WHAT THIS TASK INVOLVES: Show each line of the data below that has the string "prelude" in it.

[Stored items]

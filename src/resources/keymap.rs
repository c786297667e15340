//! Key code to logical action mapping.
//!
//! The platform layer reports raw key codes; [`KeyMap`] is the single place
//! that knows which physical key drives which [`InputAction`]. Bindings can be
//! overridden by name from the `[input]` section of the config file.
use bevy_ecs::prelude::*;
use raylib::prelude::KeyboardKey;

use crate::events::input::{InputAction, KeyEvent};

/// A physical key bound to a logical action.
#[derive(Debug, Clone, Copy)]
pub struct KeyBinding {
    pub key: KeyboardKey,
    pub action: InputAction,
}

/// Resource holding all active key bindings.
#[derive(Resource, Debug, Clone)]
pub struct KeyMap {
    bindings: Vec<KeyBinding>,
}

impl Default for KeyMap {
    fn default() -> Self {
        Self {
            bindings: vec![
                KeyBinding {
                    key: KeyboardKey::KEY_ESCAPE,
                    action: InputAction::Back,
                },
                KeyBinding {
                    key: KeyboardKey::KEY_LEFT,
                    action: InputAction::Left,
                },
                KeyBinding {
                    key: KeyboardKey::KEY_RIGHT,
                    action: InputAction::Right,
                },
                KeyBinding {
                    key: KeyboardKey::KEY_UP,
                    action: InputAction::Up,
                },
                KeyBinding {
                    key: KeyboardKey::KEY_DOWN,
                    action: InputAction::Down,
                },
                KeyBinding {
                    key: KeyboardKey::KEY_D,
                    action: InputAction::Fire1,
                },
                KeyBinding {
                    key: KeyboardKey::KEY_F,
                    action: InputAction::Fire2,
                },
            ],
        }
    }
}

impl KeyMap {
    /// Action bound to a raw key code, if any.
    pub fn action_for(&self, key_code: i32) -> Option<InputAction> {
        self.bindings
            .iter()
            .find(|b| b.key as i32 == key_code)
            .map(|b| b.action)
    }

    /// Bind `key` to `action`, replacing any previous key for that action and
    /// any previous action for that key.
    pub fn rebind(&mut self, action: InputAction, key: KeyboardKey) {
        self.bindings
            .retain(|b| b.action != action && b.key as i32 != key as i32);
        self.bindings.push(KeyBinding { key, action });
    }

    pub fn bindings(&self) -> &[KeyBinding] {
        &self.bindings
    }
}

/// Key edges collected by the platform poll, waiting to be applied.
#[derive(Resource, Debug, Default)]
pub struct KeyEvents {
    pub queue: Vec<KeyEvent>,
}

impl KeyEvents {
    pub fn push(&mut self, event: KeyEvent) {
        self.queue.push(event);
    }
}

/// Parse a human-readable key name as used in `config.ini`.
///
/// Names are case-insensitive: single letters and digits, arrow names
/// (`left`, `right`, `up`, `down`), `escape`/`esc`, `enter`/`return`,
/// `space`, `tab`, `backspace`, modifier names and `f1`..`f12`.
pub fn parse_key_name(name: &str) -> Option<KeyboardKey> {
    use KeyboardKey::*;
    let name = name.trim().to_ascii_lowercase();
    let key = match name.as_str() {
        "a" => KEY_A,
        "b" => KEY_B,
        "c" => KEY_C,
        "d" => KEY_D,
        "e" => KEY_E,
        "f" => KEY_F,
        "g" => KEY_G,
        "h" => KEY_H,
        "i" => KEY_I,
        "j" => KEY_J,
        "k" => KEY_K,
        "l" => KEY_L,
        "m" => KEY_M,
        "n" => KEY_N,
        "o" => KEY_O,
        "p" => KEY_P,
        "q" => KEY_Q,
        "r" => KEY_R,
        "s" => KEY_S,
        "t" => KEY_T,
        "u" => KEY_U,
        "v" => KEY_V,
        "w" => KEY_W,
        "x" => KEY_X,
        "y" => KEY_Y,
        "z" => KEY_Z,
        "0" => KEY_ZERO,
        "1" => KEY_ONE,
        "2" => KEY_TWO,
        "3" => KEY_THREE,
        "4" => KEY_FOUR,
        "5" => KEY_FIVE,
        "6" => KEY_SIX,
        "7" => KEY_SEVEN,
        "8" => KEY_EIGHT,
        "9" => KEY_NINE,
        "left" => KEY_LEFT,
        "right" => KEY_RIGHT,
        "up" => KEY_UP,
        "down" => KEY_DOWN,
        "escape" | "esc" => KEY_ESCAPE,
        "enter" | "return" => KEY_ENTER,
        "space" => KEY_SPACE,
        "tab" => KEY_TAB,
        "backspace" => KEY_BACKSPACE,
        "lshift" | "left_shift" => KEY_LEFT_SHIFT,
        "rshift" | "right_shift" => KEY_RIGHT_SHIFT,
        "lctrl" | "left_control" => KEY_LEFT_CONTROL,
        "rctrl" | "right_control" => KEY_RIGHT_CONTROL,
        "lalt" | "left_alt" => KEY_LEFT_ALT,
        "ralt" | "right_alt" => KEY_RIGHT_ALT,
        "f1" => KEY_F1,
        "f2" => KEY_F2,
        "f3" => KEY_F3,
        "f4" => KEY_F4,
        "f5" => KEY_F5,
        "f6" => KEY_F6,
        "f7" => KEY_F7,
        "f8" => KEY_F8,
        "f9" => KEY_F9,
        "f10" => KEY_F10,
        "f11" => KEY_F11,
        "f12" => KEY_F12,
        _ => return None,
    };
    Some(key)
}

#[cfg(test)]
mod tests {
    use super::*;

    #[test]
    fn test_default_bindings() {
        let map = KeyMap::default();
        assert_eq!(
            map.action_for(KeyboardKey::KEY_ESCAPE as i32),
            Some(InputAction::Back)
        );
        assert_eq!(
            map.action_for(KeyboardKey::KEY_LEFT as i32),
            Some(InputAction::Left)
        );
        assert_eq!(
            map.action_for(KeyboardKey::KEY_RIGHT as i32),
            Some(InputAction::Right)
        );
        assert_eq!(
            map.action_for(KeyboardKey::KEY_UP as i32),
            Some(InputAction::Up)
        );
        assert_eq!(
            map.action_for(KeyboardKey::KEY_DOWN as i32),
            Some(InputAction::Down)
        );
        assert_eq!(
            map.action_for(KeyboardKey::KEY_D as i32),
            Some(InputAction::Fire1)
        );
        assert_eq!(
            map.action_for(KeyboardKey::KEY_F as i32),
            Some(InputAction::Fire2)
        );
        // Start has no default key.
        assert!(map.bindings().iter().all(|b| b.action != InputAction::Start));
    }

    #[test]
    fn test_unmapped_key_has_no_action() {
        let map = KeyMap::default();
        assert_eq!(map.action_for(KeyboardKey::KEY_Q as i32), None);
        assert_eq!(map.action_for(-1), None);
    }

    #[test]
    fn test_rebind_replaces_previous_key() {
        let mut map = KeyMap::default();
        map.rebind(InputAction::Fire1, KeyboardKey::KEY_SPACE);
        assert_eq!(map.action_for(KeyboardKey::KEY_D as i32), None);
        assert_eq!(
            map.action_for(KeyboardKey::KEY_SPACE as i32),
            Some(InputAction::Fire1)
        );
    }

    #[test]
    fn test_rebind_steals_key_from_other_action() {
        let mut map = KeyMap::default();
        map.rebind(InputAction::Start, KeyboardKey::KEY_F);
        assert_eq!(
            map.action_for(KeyboardKey::KEY_F as i32),
            Some(InputAction::Start)
        );
        assert!(map.bindings().iter().all(|b| b.action != InputAction::Fire2));
    }

    #[test]
    fn test_parse_key_name() {
        assert_eq!(parse_key_name("Escape").map(|k| k as i32), Some(KeyboardKey::KEY_ESCAPE as i32));
        assert_eq!(parse_key_name(" d ").map(|k| k as i32), Some(KeyboardKey::KEY_D as i32));
        assert_eq!(parse_key_name("F12").map(|k| k as i32), Some(KeyboardKey::KEY_F12 as i32));
        assert_eq!(parse_key_name("return").map(|k| k as i32), Some(KeyboardKey::KEY_ENTER as i32));
        assert!(parse_key_name("hyper").is_none());
        assert!(parse_key_name("").is_none());
    }
}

EXERCISE RESULT:
use bevy_ecs::prelude::*;
use raylib::prelude::KeyboardKey;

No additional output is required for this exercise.